- [Your objective] Below are entries; copy exactly the lines from the one with "server.on(Method::Post, TYPE_IMPORT_FACTORY, status(202));" through the one with "let lookup = ServiceProviderLookup::new(&server);", both included, and leave out the rest.
_____
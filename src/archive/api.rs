// ABOUTME: Local-versioning endpoints behind the dependency gate and archiver traits.
// ABOUTME: Every outcome, including transport failure, comes back as a CallStatus value.

use async_trait::async_trait;
use serde::Deserialize;
use std::collections::HashMap;

use super::{CallStatus, ConfigurationArchiver, DependencyGate};
use crate::oslc::vocab::{internal, media};
use crate::transport::{Request, Response, Transport};
use crate::types::ConfigurationUri;

/// Dependency and archive calls through the server's unsupported local-versioning API.
pub struct LocalVersioningApi<'a, T: ?Sized> {
    transport: &'a T,
}

impl<'a, T: Transport + ?Sized> LocalVersioningApi<'a, T> {
    pub fn new(transport: &'a T) -> Self {
        Self { transport }
    }

    fn endpoint(&self, path: &str, configuration: &ConfigurationUri) -> String {
        format!(
            "{}{}{}",
            self.transport.base_url(),
            path,
            configuration.encoded()
        )
    }

    async fn call(&self, request: Request) -> Result<Response, CallStatus> {
        let url = request.url.clone();
        match self.transport.send(request).await {
            Ok(response) if response.status == 200 => Ok(response),
            Ok(response) => {
                tracing::debug!(url, status = response.status, "local versioning call failed");
                Err(CallStatus::failed(format!(
                    "Unexpected return code '{}'.",
                    response.status
                )))
            }
            Err(e) => Err(CallStatus::failed(format!("Exception {e}"))),
        }
    }
}

#[derive(Deserialize)]
#[serde(rename_all = "camelCase")]
struct DependentPage {
    total_number_of_results: u32,
}

#[derive(Deserialize)]
struct ArchivedFlag {
    archived: bool,
}

#[async_trait]
impl<T: Transport + ?Sized> DependencyGate for LocalVersioningApi<'_, T> {
    async fn has_no_dependents(&self, configuration: &ConfigurationUri) -> CallStatus {
        let url = self.endpoint(internal::DEPENDENT_CONFIGURATIONS, configuration);
        let response = match self.call(Request::get(url).accept(media::JSON)).await {
            Ok(response) => response,
            Err(status) => return status,
        };
        if response.body.is_empty() {
            return CallStatus::failed("No data returned");
        }

        let pages: HashMap<String, DependentPage> = match response.json() {
            Ok(pages) => pages,
            Err(e) => return CallStatus::failed(format!("Exception {e}")),
        };
        match pages.get(configuration.as_str()) {
            Some(page) => {
                let count = page.total_number_of_results;
                tracing::debug!(%configuration, count, "dependent configurations");
                CallStatus::answered(count == 0, Some(count), "")
            }
            None => CallStatus::failed(format!(
                "Response does not describe '{configuration}'."
            )),
        }
    }
}

#[async_trait]
impl<T: Transport + ?Sized> ConfigurationArchiver for LocalVersioningApi<'_, T> {
    async fn archive_with_descendants(&self, configuration: &ConfigurationUri) -> CallStatus {
        let url = self.endpoint(internal::ARCHIVE_WITH_DESCENDANTS, configuration);
        match self.call(Request::post(url).accept(media::ANY)).await {
            Ok(_) => CallStatus::answered(true, None, ""),
            Err(status) => status,
        }
    }

    async fn is_archived(&self, configuration: &ConfigurationUri) -> CallStatus {
        let url = self.endpoint(internal::IS_ARCHIVED, configuration);
        let response = match self.call(Request::get(url).accept(media::JSON)).await {
            Ok(response) => response,
            Err(status) => return status,
        };
        match response.json::<ArchivedFlag>() {
            Ok(ArchivedFlag { archived: true }) => {
                CallStatus::answered(true, None, "Configuration is archived")
            }
            Ok(ArchivedFlag { archived: false }) => CallStatus::answered(false, None, ""),
            Err(e) => CallStatus::failed(format!("Exception {e}")),
        }
    }
}
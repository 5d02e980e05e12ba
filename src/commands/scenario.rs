// ABOUTME: Optional expensive-scenario bracket around a server command.
// ABOUTME: Disabled unless --scenario is given.

use dngcm::diagnostics::Diagnostics;
use dngcm::scenario::{ExpensiveScenario, ScenarioHandle};
use dngcm::transport::Transport;

#[derive(Debug, Clone, Copy)]
pub struct Bracket {
    command: &'static str,
    enabled: bool,
}

impl Bracket {
    pub fn new(command: &'static str, enabled: bool) -> Self {
        Self { command, enabled }
    }

    pub async fn start<T: Transport + ?Sized>(
        &self,
        transport: &T,
        diag: &mut Diagnostics,
    ) -> Option<ScenarioHandle> {
        if !self.enabled {
            return None;
        }
        ExpensiveScenario::for_command(transport, self.command)
            .start_or_warn(diag)
            .await
    }

    pub async fn stop<T: Transport + ?Sized>(
        &self,
        transport: &T,
        handle: Option<ScenarioHandle>,
        diag: &mut Diagnostics,
    ) {
        if let Some(handle) = handle {
            ExpensiveScenario::for_command(transport, self.command)
                .stop_or_warn(&handle, diag)
                .await;
        }
    }
}
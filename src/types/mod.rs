// ABOUTME: Type-safe resource URIs and configuration classification.
// ABOUTME: Uses phantom types to keep different resource URIs apart at compile time.

mod kind;
mod uri;

pub use kind::{ConfigurationKind, classify};
pub use uri::{
    ComponentUri, ConfigurationUri, CreationFactoryUri, DeliverySessionUri, ServiceProviderUri,
    TrackerUri, Uri,
};

/// Wall-clock stamp used in generated titles, e.g. `2024/03/01 10:15:00 UTC`.
pub fn timestamp() -> String {
    chrono::Utc::now().format("%Y/%m/%d %H:%M:%S UTC").to_string()
}
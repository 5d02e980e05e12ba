// ABOUTME: Tests for type system import sessions.
// ABOUTME: Checks the request shape and how the tracker verdict is applied.

mod support;

use dngcm::oslc::vocab::{auto, header, prop};
use dngcm::resources::{Configuration, ServiceProviderLookup, fetch_configuration};
use dngcm::tracker::{TrackerError, VerdictPolicy};
use dngcm::transport::Method;
use dngcm::type_import::{TypeImportError, perform_type_import};
use dngcm::types::ConfigurationUri;
use support::fixtures::*;
use support::scripted::ScriptedTransport;

async fn configurations(server: &ScriptedTransport) -> (Configuration, Configuration) {
    script_resources(server);
    let source = fetch_configuration(server, &ConfigurationUri::new(SOURCE))
        .await
        .unwrap()
        .unwrap();
    let target = fetch_configuration(server, &ConfigurationUri::new(TARGET))
        .await
        .unwrap()
        .unwrap();
    (source, target)
}

async fn import(
    server: &ScriptedTransport,
    policy: VerdictPolicy,
) -> Result<dngcm::tracker::Completion, TypeImportError> {
    let (source, target) = configurations(server).await;
    let lookup = ServiceProviderLookup::new(server);
    perform_type_import(server, &lookup, &source, &target, &wait(), policy).await
}

#[tokio::test]
async fn import_is_posted_in_target_context_and_tracked() {
    support::init_tracing();
    let server = ScriptedTransport::default();
    script_type_import(&server, auto::PASSED);

    let completion = import(&server, VerdictPolicy::RejectErrors).await.unwrap();

    assert_eq!(completion.verdict, dngcm::tracker::Verdict::Passed);
    assert_eq!(server.sent(Method::Get, IMPORT_TRACKER), 2);

    let post = server.single(Method::Post, TYPE_IMPORT_FACTORY);
    assert_eq!(post.header_value(header::CONFIGURATION_CONTEXT), Some(TARGET));
    assert!(post.header_value(header::OSLC_CORE_VERSION).is_none());

    let body = String::from_utf8(post.body.unwrap().to_vec()).unwrap();
    let graph = dngcm::oslc::Graph::from_rdf_xml(&body).unwrap();
    let session = graph.resources().next().unwrap();
    assert_eq!(session.first_uri(prop::TYPES_SOURCE), Some(SOURCE));
    assert_eq!(session.first_uri(prop::TYPES_TARGET), Some(TARGET));
    assert_eq!(session.first_uri(prop::OSLC_SERVICE_PROVIDER), Some(PROVIDER));
}

#[tokio::test]
async fn failed_verdict_is_tolerated_when_only_errors_are_rejected() {
    let server = ScriptedTransport::default();
    script_type_import(&server, auto::FAILED);

    assert!(import(&server, VerdictPolicy::RejectErrors).await.is_ok());
}

#[tokio::test]
async fn error_verdict_is_rejected() {
    let server = ScriptedTransport::default();
    script_type_import(&server, auto::ERROR);

    let err = import(&server, VerdictPolicy::RejectErrors).await.unwrap_err();

    assert!(matches!(
        err,
        TypeImportError::Tracker(TrackerError::Rejected { .. })
    ));
}

#[tokio::test]
async fn non_accepted_answer_fails_without_tracking() {
    let server = ScriptedTransport::default();
    server.on(Method::Post, TYPE_IMPORT_FACTORY, status(201));

    let err = import(&server, VerdictPolicy::RejectErrors).await.unwrap_err();

    assert!(matches!(err, TypeImportError::UnexpectedStatus { status: 201, .. }));
    assert_eq!(server.sent_containing(Method::Get, "/tracker/"), 0);
}

#[tokio::test]
async fn accepted_answer_without_location_fails() {
    let server = ScriptedTransport::default();
    server.on(Method::Post, TYPE_IMPORT_FACTORY, status(202));

    let err = import(&server, VerdictPolicy::RejectErrors).await.unwrap_err();

    assert!(matches!(err, TypeImportError::MissingLocation { .. }));
}

#[tokio::test]
async fn target_without_service_provider_is_refused() {
    let server = ScriptedTransport::default();
    let (source, _) = configurations(&server).await;
    let target = Configuration::new(ConfigurationUri::new(TARGET));
    let lookup = ServiceProviderLookup::new(&server);

    let err = perform_type_import(
        &server,
        &lookup,
        &source,
        &target,
        &wait(),
        VerdictPolicy::RejectErrors,
    )
    .await
    .unwrap_err();

    assert!(matches!(err, TypeImportError::NoServiceProvider(_)));
    assert_eq!(server.sent_containing(Method::Post, ""), 0);
}
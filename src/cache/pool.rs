use crate::cache::CacheControl;
use lru::LruCache;
use reqwest::header::{HeaderMap, CONTENT_LENGTH, TRANSFER_ENCODING};
use std::sync::{Mutex, MutexGuard};

/// A stored response
///
/// The body is kept exactly as received, still content-encoded, so a cache hit
/// goes through the same decoding path as a network response.
#[derive(Debug, Clone)]
pub struct CacheEntry {
    /// Request URL, the pool key
    pub url: String,

    /// URL the response was finally served from after redirects
    pub final_url: String,
    pub status: u16,
    pub headers: HeaderMap,
    pub body: Vec<u8>,
    pub control: CacheControl,
}

impl CacheEntry {
    /// Bytes this entry counts against the pool budget
    pub fn size(&self) -> usize {
        self.body.len()
    }
}

#[derive(Debug)]
struct PoolInner {
    entries: LruCache<String, CacheEntry>,
    size: usize,
}

impl PoolInner {
    fn remove(&mut self, url: &str) -> Option<CacheEntry> {
        let entry = self.entries.pop(url)?;
        self.size -= entry.size();
        Some(entry)
    }
}

/// In-memory HTTP cache bounded by the total size of stored bodies
///
/// Entries are evicted least recently used first.
#[derive(Debug)]
pub struct CachePool {
    max_bytes: usize,
    inner: Mutex<PoolInner>,
}

impl CachePool {
    pub fn new(max_bytes: usize) -> Self {
        Self {
            max_bytes,
            inner: Mutex::new(PoolInner {
                entries: LruCache::unbounded(),
                size: 0,
            }),
        }
    }

    fn lock(&self) -> MutexGuard<'_, PoolInner> {
        self.inner
            .lock()
            .unwrap_or_else(|poisoned| poisoned.into_inner())
    }

    /// Stores an entry, replacing any entry for the same URL
    ///
    /// Returns false if the entry alone is larger than the pool.
    pub fn set(&self, entry: CacheEntry) -> bool {
        let mut inner = self.lock();
        inner.remove(&entry.url);

        if entry.size() > self.max_bytes {
            return false;
        }
        while inner.size + entry.size() > self.max_bytes {
            match inner.entries.pop_lru() {
                Some((url, evicted)) => {
                    inner.size -= evicted.size();
                    tracing::trace!("Evicted {} from the cache pool", url);
                }
                None => break,
            }
        }

        inner.size += entry.size();
        inner.entries.put(entry.url.clone(), entry);
        true
    }

    /// Returns a copy of the entry for `url`, marking it recently used
    pub fn get(&self, url: &str) -> Option<CacheEntry> {
        self.lock().entries.get(url).cloned()
    }

    pub fn remove(&self, url: &str) -> Option<CacheEntry> {
        self.lock().remove(url)
    }

    /// Applies a `304 Not Modified` answer to the entry for `url`
    ///
    /// # Arguments
    ///
    /// * `url` - Key of the entry
    /// * `control` - Cache metadata parsed from the 304 response
    /// * `headers` - Headers of the 304 response
    ///
    /// # Returns
    ///
    /// The entry as it now stands, or `None` if there was no entry or it is no
    /// longer cacheable and was removed. An answer older than the stored
    /// response leaves the entry untouched.
    pub fn update(
        &self,
        url: &str,
        control: Option<CacheControl>,
        headers: &HeaderMap,
    ) -> Option<CacheEntry> {
        let mut inner = self.lock();
        let stale_answer = {
            let entry = inner.entries.get(url)?;
            control
                .as_ref()
                .is_some_and(|c| c.date < entry.control.date)
        };
        if stale_answer {
            return inner.entries.get(url).cloned();
        }

        let Some(control) = control else {
            inner.remove(url);
            return None;
        };

        let entry = inner.entries.get_mut(url)?;
        entry.control = control;
        merge_headers(&mut entry.headers, headers);
        Some(entry.clone())
    }

    /// Total size of the stored bodies
    pub fn size(&self) -> usize {
        self.lock().size
    }

    pub fn len(&self) -> usize {
        self.lock().entries.len()
    }

    pub fn is_empty(&self) -> bool {
        self.len() == 0
    }

    pub fn max_bytes(&self) -> usize {
        self.max_bytes
    }
}

/// Replaces every header of `base` that `update` carries
///
/// Framing headers describe the update's own (empty) body and are skipped.
pub fn merge_headers(base: &mut HeaderMap, update: &HeaderMap) {
    for name in update.keys() {
        if name == CONTENT_LENGTH || name == TRANSFER_ENCODING {
            continue;
        }
        base.remove(name);
        for value in update.get_all(name) {
            base.append(name.clone(), value.clone());
        }
    }
}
_____
- [Answer box]
    server.on(Method::Post, TYPE_IMPORT_FACTORY, status(202));

    let err = import(&server, VerdictPolicy::RejectErrors).await.unwrap_err();

    assert!(matches!(err, TypeImportError::MissingLocation { .. }));
}

#[tokio::test]
async fn target_without_service_provider_is_refused() {
    let server = ScriptedTransport::default();
    let (source, _) = configurations(&server).await;
    let target = Configuration::new(ConfigurationUri::new(TARGET));
    let lookup = ServiceProviderLookup::new(&server);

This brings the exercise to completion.